Written by Anonymous 22 January 2014

 

 

 

 

 

 

 

 

Laura Cox: do a data health check


Laura Cox, Chief Financial and Operating Officer at Ringgold kicked off her talk with a focus on what constitutes healthy data. Good quality, reliable and consistent data helps make good decisions. You gain insight into customers and business

relationships as well as support strategic planning, decision making and ongoing

business operations.

 


 

Poor data has real consequences. It is hard to get a true picture of relationships

with institutions, can lead to a lack of quality author (and affiliation)

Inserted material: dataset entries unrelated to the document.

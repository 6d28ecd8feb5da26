mod handler;
mod model;

pub use handler::{count_likes, toggle_like};
mod auth;
mod error_handler;

pub use auth::{AuthUser, auth_middleware};
pub use error_handler::log_errors;
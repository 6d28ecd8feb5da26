use serde::{Deserialize, Serialize};
use sqlx::{FromRow, PgPool};

use crate::routes::user::UserSummary;

#[derive(Debug, Clone, Serialize, Deserialize)]
#[serde(rename_all = "camelCase")]
pub struct Participant {
    pub id: i32,
    pub event_id: i32,
    pub user_id: i32,
    pub user: UserSummary,
}

#[derive(Debug, FromRow)]
struct ParticipantRow {
    id: i32,
    event_id: i32,
    user_id: i32,
    email: String,
}

impl From<ParticipantRow> for Participant {
    fn from(row: ParticipantRow) -> Self {
        Self {
            id: row.id,
            event_id: row.event_id,
            user_id: row.user_id,
            user: UserSummary {
                id: row.user_id,
                email: row.email,
            },
        }
    }
}

#[derive(Debug, Deserialize)]
#[serde(rename_all = "camelCase")]
pub struct CancelParticipationRequest {
    pub user_id: Option<i32>,
}

impl Participant {
    pub async fn create(pool: &PgPool, event_id: i32, user_id: i32) -> Result<Self, sqlx::Error> {
        let row = sqlx::query_as::<_, ParticipantRow>(
            r#"
            WITH inserted AS (
                INSERT INTO participants (event_id, user_id)
                VALUES ($1, $2)
                RETURNING id, event_id, user_id
            )
            SELECT inserted.id, inserted.event_id, inserted.user_id, users.email
            FROM inserted
            JOIN users ON users.id = inserted.user_id
            "#,
        )
        .bind(event_id)
        .bind(user_id)
        .fetch_one(pool)
        .await?;

        Ok(row.into())
    }

    pub async fn list_by_event(pool: &PgPool, event_id: i32) -> Result<Vec<Self>, sqlx::Error> {
        let rows = sqlx::query_as::<_, ParticipantRow>(
            r#"
            SELECT participants.id, participants.event_id, participants.user_id, users.email
            FROM participants
            JOIN users ON users.id = participants.user_id
            WHERE participants.event_id = $1
            ORDER BY participants.id
            "#,
        )
        .bind(event_id)
        .fetch_all(pool)
        .await?;

        Ok(rows.into_iter().map(Participant::from).collect())
    }

    /// 返回是否真的删除了报名记录
    pub async fn delete(pool: &PgPool, event_id: i32, user_id: i32) -> Result<bool, sqlx::Error> {
        let result = sqlx::query("DELETE FROM participants WHERE event_id = $1 AND user_id = $2")
            .bind(event_id)
            .bind(user_id)
            .execute(pool)
            .await?;

        Ok(result.rows_affected() > 0)
    }
}
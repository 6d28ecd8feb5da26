use std::env;
use std::time::Duration;

#[derive(Debug, Clone, serde::Deserialize)]
pub struct Config {
    pub database_url: String,
    pub database_max_connections: u32,
    pub jwt_secret: String,
    pub jwt_expiration_secs: u64,
    pub server_host: String,
    pub server_port: u16,
    pub cors_origin: String,
}

impl Config {
    pub fn from_env() -> Result<Self, env::VarError> {
        dotenv::dotenv().ok();

        // 支持 "1h" 和 "1" 两种写法，单位为小时
        let jwt_expiration = env::var("JWT_EXPIRATION")
            .ok()
            .and_then(|v| v.trim_end_matches('h').parse::<u64>().ok())
            .unwrap_or(1);

        Ok(Config {
            database_url: env::var("DATABASE_URL")?,
            database_max_connections: env::var("DATABASE_MAX_CONNECTIONS")
                .ok()
                .and_then(|v| v.parse().ok())
                .unwrap_or(10),
            jwt_secret: env::var("JWT_SECRET")?,
            jwt_expiration_secs: jwt_expiration * 3600,
            server_host: env::var("SERVER_HOST").unwrap_or_else(|_| "0.0.0.0".into()),
            server_port: env::var("SERVER_PORT")
                .ok()
                .and_then(|v| v.parse().ok())
                .unwrap_or(9001),
            cors_origin: env::var("CORS_ORIGIN")
                .unwrap_or_else(|_| "http://localhost:5173".into()),
        })
    }

    pub fn jwt_expiration(&self) -> Duration {
        Duration::from_secs(self.jwt_expiration_secs)
    }
}
use axum::{
    Extension,
    extract::{Json, Path, State},
    http::StatusCode,
};
use axum_extra::extract::WithRejection;
use sqlx::PgPool;

use crate::{
    AppState,
    error::{AppError, is_unique_violation},
    middleware::AuthUser,
    routes::user::{User, UserSummary},
    utils::{ApiResult, MessageResponse, non_blank, parse_id, success_to_api_response},
};

use super::membership::{
    GroupMembersResponse, GroupMembership, InviteRequest, MembershipAction,
    MembershipStatus, MembershipStatusResponse, MembershipWithUser, next_status,
};
use super::model::{CreateGroupRequest, Group};

/// 按路径参数加载群组，不存在时返回 404
pub async fn load_group(pool: &PgPool, raw_id: &str) -> Result<Group, AppError> {
    let group_id = parse_id(raw_id, "group")?;
    Group::find_by_id(pool, group_id)
        .await?
        .ok_or_else(|| AppError::NotFound("Group not found".into()))
}

fn ensure_group_admin(group: &Group, user: &AuthUser, action: &str) -> Result<(), AppError> {
    if !group.is_admin(user.id) {
        tracing::warn!(
            "User {} is not the admin of group {} and cannot {}",
            user.id,
            group.id,
            action
        );
        return Err(AppError::Forbidden(format!("Only the admin can {}", action)));
    }
    Ok(())
}

async fn load_target_user(pool: &PgPool, user_id: i32) -> Result<User, AppError> {
    User::find_by_id(pool, user_id)
        .await?
        .ok_or_else(|| AppError::NotFound("User not found".into()))
}

/// 一次成员操作对数据库记录造成的变化
enum MembershipChange {
    Created(GroupMembership),
    Updated(GroupMembership),
    Removed,
}

impl MembershipChange {
    fn into_membership(self) -> Result<GroupMembership, AppError> {
        match self {
            MembershipChange::Created(m) | MembershipChange::Updated(m) => Ok(m),
            MembershipChange::Removed => Err(AppError::NotFound("Membership not found".into())),
        }
    }
}

/// 按状态机应用成员操作：没有记录时插入，状态变化时更新，离开时删除
async fn apply_action(
    pool: &PgPool,
    group_id: i32,
    user_id: i32,
    action: MembershipAction,
) -> Result<MembershipChange, AppError> {
    let existing = GroupMembership::find(pool, group_id, user_id).await?;
    let next = next_status(existing.as_ref().map(|m| m.status), action)?;

    match (existing, next) {
        (Some(membership), Some(status)) => {
            let updated = GroupMembership::set_status(pool, membership.id, status).await?;
            Ok(MembershipChange::Updated(updated))
        }
        (Some(membership), None) => {
            GroupMembership::delete(pool, group_id, membership.user_id).await?;
            Ok(MembershipChange::Removed)
        }
        (None, Some(status)) => {
            let created = GroupMembership::insert(pool, group_id, user_id, status)
                .await
                .map_err(|e| {
                    if is_unique_violation(&e) {
                        AppError::AlreadyExists("Membership already exists".into())
                    } else {
                        AppError::Database(e)
                    }
                })?;
            Ok(MembershipChange::Created(created))
        }
        (None, None) => Err(AppError::NotFound("Membership not found".into())),
    }
}

#[axum::debug_handler]
pub async fn create_group(
    State(state): State<AppState>,
    Extension(user): Extension<AuthUser>,
    WithRejection(Json(req), _): WithRejection<Json<CreateGroupRequest>, AppError>,
) -> ApiResult<Group> {
    let group_name = non_blank(req.group_name)
        .ok_or_else(|| AppError::BadRequest("Group name is required".into()))?;
    let description = non_blank(req.description);

    let group = Group::create(&state.pool, &group_name, description.as_deref(), user.id).await?;
    Ok((StatusCode::CREATED, success_to_api_response(group)))
}

#[axum::debug_handler]
pub async fn list_groups(State(state): State<AppState>) -> ApiResult<Vec<Group>> {
    let groups = Group::list(&state.pool).await?;
    Ok((StatusCode::OK, success_to_api_response(groups)))
}

#[axum::debug_handler]
pub async fn get_group(
    State(state): State<AppState>,
    Path(group_id): Path<String>,
) -> ApiResult<Group> {
    let group = load_group(&state.pool, &group_id).await?;
    Ok((StatusCode::OK, success_to_api_response(group)))
}

#[axum::debug_handler]
pub async fn request_join(
    State(state): State<AppState>,
    Extension(user): Extension<AuthUser>,
    Path(group_id): Path<String>,
) -> ApiResult<GroupMembership> {
    let group = load_group(&state.pool, &group_id).await?;
    if group.is_admin(user.id) {
        return Err(AppError::BadRequest(
            "The admin is already part of this group".into(),
        ));
    }

    let membership = apply_action(&state.pool, group.id, user.id, MembershipAction::Request)
        .await?
        .into_membership()?;
    tracing::info!("User {} requested to join group {}", user.id, group.id);
    Ok((StatusCode::CREATED, success_to_api_response(membership)))
}

#[axum::debug_handler]
pub async fn list_members(
    State(state): State<AppState>,
    Path(group_id): Path<String>,
) -> ApiResult<GroupMembersResponse> {
    let group = load_group(&state.pool, &group_id).await?;
    let members =
        GroupMembership::list_with_users(&state.pool, group.id, MembershipStatus::Approved)
            .await?
            .into_iter()
            .map(|m| m.user)
            .collect::<Vec<UserSummary>>();

    Ok((
        StatusCode::OK,
        success_to_api_response(GroupMembersResponse {
            group_id: group.id,
            members,
        }),
    ))
}

#[axum::debug_handler]
pub async fn invite_member(
    State(state): State<AppState>,
    Extension(user): Extension<AuthUser>,
    Path(group_id): Path<String>,
    WithRejection(Json(req), _): WithRejection<Json<InviteRequest>, AppError>,
) -> ApiResult<GroupMembership> {
    let group = load_group(&state.pool, &group_id).await?;
    ensure_group_admin(&group, &user, "invite users")?;

    let target_id = req
        .user_id
        .ok_or_else(|| AppError::BadRequest("Missing user ID in request body".into()))?;
    if group.is_admin(target_id) {
        return Err(AppError::BadRequest(
            "The admin is already part of this group".into(),
        ));
    }
    let target = load_target_user(&state.pool, target_id).await?;

    let change =
        apply_action(&state.pool, group.id, target.id, MembershipAction::Invite).await?;
    tracing::info!("Admin {} invited user {} to group {}", user.id, target.id, group.id);

    let status = if matches!(change, MembershipChange::Created(_)) {
        StatusCode::CREATED
    } else {
        StatusCode::OK
    };
    Ok((status, success_to_api_response(change.into_membership()?)))
}

#[axum::debug_handler]
pub async fn approve_member(
    State(state): State<AppState>,
    Extension(user): Extension<AuthUser>,
    Path((group_id, user_id)): Path<(String, String)>,
) -> ApiResult<MembershipStatusResponse> {
    change_status(&state, &user, &group_id, &user_id, MembershipAction::Approve).await
}

#[axum::debug_handler]
pub async fn reject_member(
    State(state): State<AppState>,
    Extension(user): Extension<AuthUser>,
    Path((group_id, user_id)): Path<(String, String)>,
) -> ApiResult<MembershipStatusResponse> {
    change_status(&state, &user, &group_id, &user_id, MembershipAction::Reject).await
}

async fn change_status(
    state: &AppState,
    admin: &AuthUser,
    raw_group_id: &str,
    raw_user_id: &str,
    action: MembershipAction,
) -> ApiResult<MembershipStatusResponse> {
    let target_id = parse_id(raw_user_id, "user")?;
    let group = load_group(&state.pool, raw_group_id).await?;
    let verb = if action == MembershipAction::Approve {
        "approve users"
    } else {
        "reject users"
    };
    ensure_group_admin(&group, admin, verb)?;
    load_target_user(&state.pool, target_id).await?;

    let membership = apply_action(&state.pool, group.id, target_id, action)
        .await?
        .into_membership()?;
    tracing::info!(
        "Admin {} set membership of user {} in group {} to {}",
        admin.id,
        target_id,
        group.id,
        membership.status.as_str()
    );

    Ok((
        StatusCode::OK,
        success_to_api_response(MembershipStatusResponse {
            user_id: target_id,
            status: membership.status,
        }),
    ))
}

#[axum::debug_handler]
pub async fn list_memberships(
    State(state): State<AppState>,
    Extension(user): Extension<AuthUser>,
    Path(group_id): Path<String>,
) -> ApiResult<Vec<GroupMembership>> {
    let group = load_group(&state.pool, &group_id).await?;
    ensure_group_admin(&group, &user, "check membership status for this group")?;

    let memberships = GroupMembership::list_by_group(&state.pool, group.id).await?;
    Ok((StatusCode::OK, success_to_api_response(memberships)))
}

#[axum::debug_handler]
pub async fn list_pending_requests(
    State(state): State<AppState>,
    Extension(user): Extension<AuthUser>,
    Path(group_id): Path<String>,
) -> ApiResult<Vec<MembershipWithUser>> {
    let group = load_group(&state.pool, &group_id).await?;
    ensure_group_admin(&group, &user, "view pending requests")?;

    let pending =
        GroupMembership::list_with_users(&state.pool, group.id, MembershipStatus::Pending).await?;
    Ok((StatusCode::OK, success_to_api_response(pending)))
}

#[axum::debug_handler]
pub async fn leave_group(
    State(state): State<AppState>,
    Extension(user): Extension<AuthUser>,
    Path(group_id): Path<String>,
) -> ApiResult<MessageResponse> {
    let group = load_group(&state.pool, &group_id).await?;
    if group.is_admin(user.id) {
        return Err(AppError::BadRequest("The admin cannot leave the group".into()));
    }

    apply_action(&state.pool, group.id, user.id, MembershipAction::Leave).await?;
    tracing::info!("User {} left group {}", user.id, group.id);
    Ok((
        StatusCode::OK,
        success_to_api_response(MessageResponse::new("You have left the group")),
    ))
}
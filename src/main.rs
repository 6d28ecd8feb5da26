use std::net::{IpAddr, SocketAddr};

use backend::{AppState, app, config::Config};
use sqlx::Executor;
use sqlx::postgres::PgPoolOptions;
use tracing_subscriber::{layer::SubscriberExt, util::SubscriberInitExt};

#[tokio::main]
async fn main() {
    // 初始化日志
    tracing_subscriber::registry()
        .with(tracing_subscriber::EnvFilter::new(
            std::env::var("RUST_LOG").unwrap_or_else(|_| "info".into()),
        ))
        .with(tracing_subscriber::fmt::layer())
        .init();

    // 加载配置
    let config = Config::from_env().expect("Failed to load configuration");

    #[cfg(debug_assertions)]
    tracing::info!("Running in debug mode with permissive CORS");

    #[cfg(not(debug_assertions))]
    tracing::info!("Running in production mode, CORS limited to {}", config.cors_origin);

    // 设置数据库连接池
    let pool = PgPoolOptions::new()
        .max_connections(config.database_max_connections)
        .after_connect(|conn, _meta| {
            Box::pin(async move {
                conn.execute("SET application_name = 'eventhub_backend';")
                    .await?;
                Ok(())
            })
        })
        .connect(&config.database_url)
        .await
        .expect("Failed to connect to Postgres");

    // 执行数据库迁移
    sqlx::migrate!()
        .run(&pool)
        .await
        .expect("Failed to run database migrations");

    let state = AppState {
        pool: pool.clone(),
        config: config.clone(),
    };
    let router = app(state);

    // 启动服务器
    let addr = SocketAddr::new(
        config.server_host.parse().unwrap_or_else(|_| {
            tracing::warn!("Invalid server_host, falling back to dual-stack default");
            IpAddr::V6(std::net::Ipv6Addr::UNSPECIFIED)
        }),
        config.server_port,
    );
    tracing::info!("Server listening on {}", addr);
    axum::serve(
        tokio::net::TcpListener::bind(&addr)
            .await
            .expect("Failed to bind"),
        router,
    )
    .with_graceful_shutdown(shutdown_signal())
    .await
    .expect("Failed to start server");

    // 关闭连接池
    tracing::info!("Closing database connections...");
    pool.close().await;
}

async fn shutdown_signal() {
    if let Err(e) = tokio::signal::ctrl_c().await {
        tracing::error!("Failed to listen for shutdown signal: {}", e);
        std::future::pending::<()>().await;
    }
    tracing::info!("Shutdown signal received");
}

data and an inability to see overlap between authors,

members and customers. It can drive inaccurate holdings and revenue reports leading to protracted time and effort which can cost your business time and money. Healthy records are complete, accurate, free of duplications, current, consistent and conform with standard identifiers. 

 


What are unique identifiers and how can they help? 

 

They are numeric or alpha-numeric designations which

are associated with a single entity. Entities can be institutions, persons or

pieces of content. They enable the disambiguation of each entity and provide a proper understanding of customer, author,

reader or institution as well as a proper identification of content object,

article, product or package. They can also be used internally or in conjunction

with external partners.

 


Why should we worry about data now? 

 

Cox cited the 2012 STM Report (

Ware, M and Mabe, M. The STM Report, 2012) which stated that the number of researchers and the number of article are both increasing by 3% per

annum. The number of journals is increasing by 3.5% per

annum and growth in China has been in double digits

for over 15 years. At the same time there is increased demand for anytime/anywhere

access while library budgets are frozen or being cut,

less money for more content.

 


 

Institutional Identifiers can be used for disambiguation (e.g. which UCL?), consolidating different versions (many ways of describing the University of Oxford and its institutions). They provide a hierarchy view (institute within an

institution) and reinforce uniqueness. This means you can use them for a gap analysis. 

 


The Kafka-esque 'Identifiers identified' slide

The main challenge is around multiple data sources. There are system data silos, multiple locations - geographic data silos, data entered by different people for

different purposes, data from 3rd parties in the supply

chain and data from bought in sources. These things aren’t integrated. Typical publisher systems include financial, CRM or sales databases, authentication system, fulfilment, usage statistics, submissions systems and so on.

 


 

Cox advised that the first thing to do is think about your data and implement a data governance plan. What data is held, where and how is it accessed? How can it be used to benefit business and work across silos? But always bear in mind where are you now and where do you want to

go?

 


 

Another recommendation was to improve data capture. If you can, use web forms as they minimise variance in data input. Implement required fields, use date validation and at a minimum use naming

conventions. There are a number of tools such as address validation, postcode look-up, institution validation/lookup. Avoid free-text fields and make institutional identifiers a

requirement.

 


 

You can use an institutional identifier as a lynch pin

to link internal systems for better data integration. It can prevent duplicate account creations, help keep data up-to-date and systems

synchronized. It also enables staff to use data more effectively, break down silos, simplify data transmission and provide more insight and power to analyse and

understand the business.

 


 

So what can you do now?

 

  • Engage with the problems
  • Think about resources. Time? Money? Systems?
  • How do you want it to work – look at priorities
  • Have a data governance policy
  • Appoint a data champion and document everything
  • Create some basic rules for data entry
  • Use universal identifiers to clean and link your data
  • Work with suppliers and customers to use institutional identifiers ot strengthen the supply chain.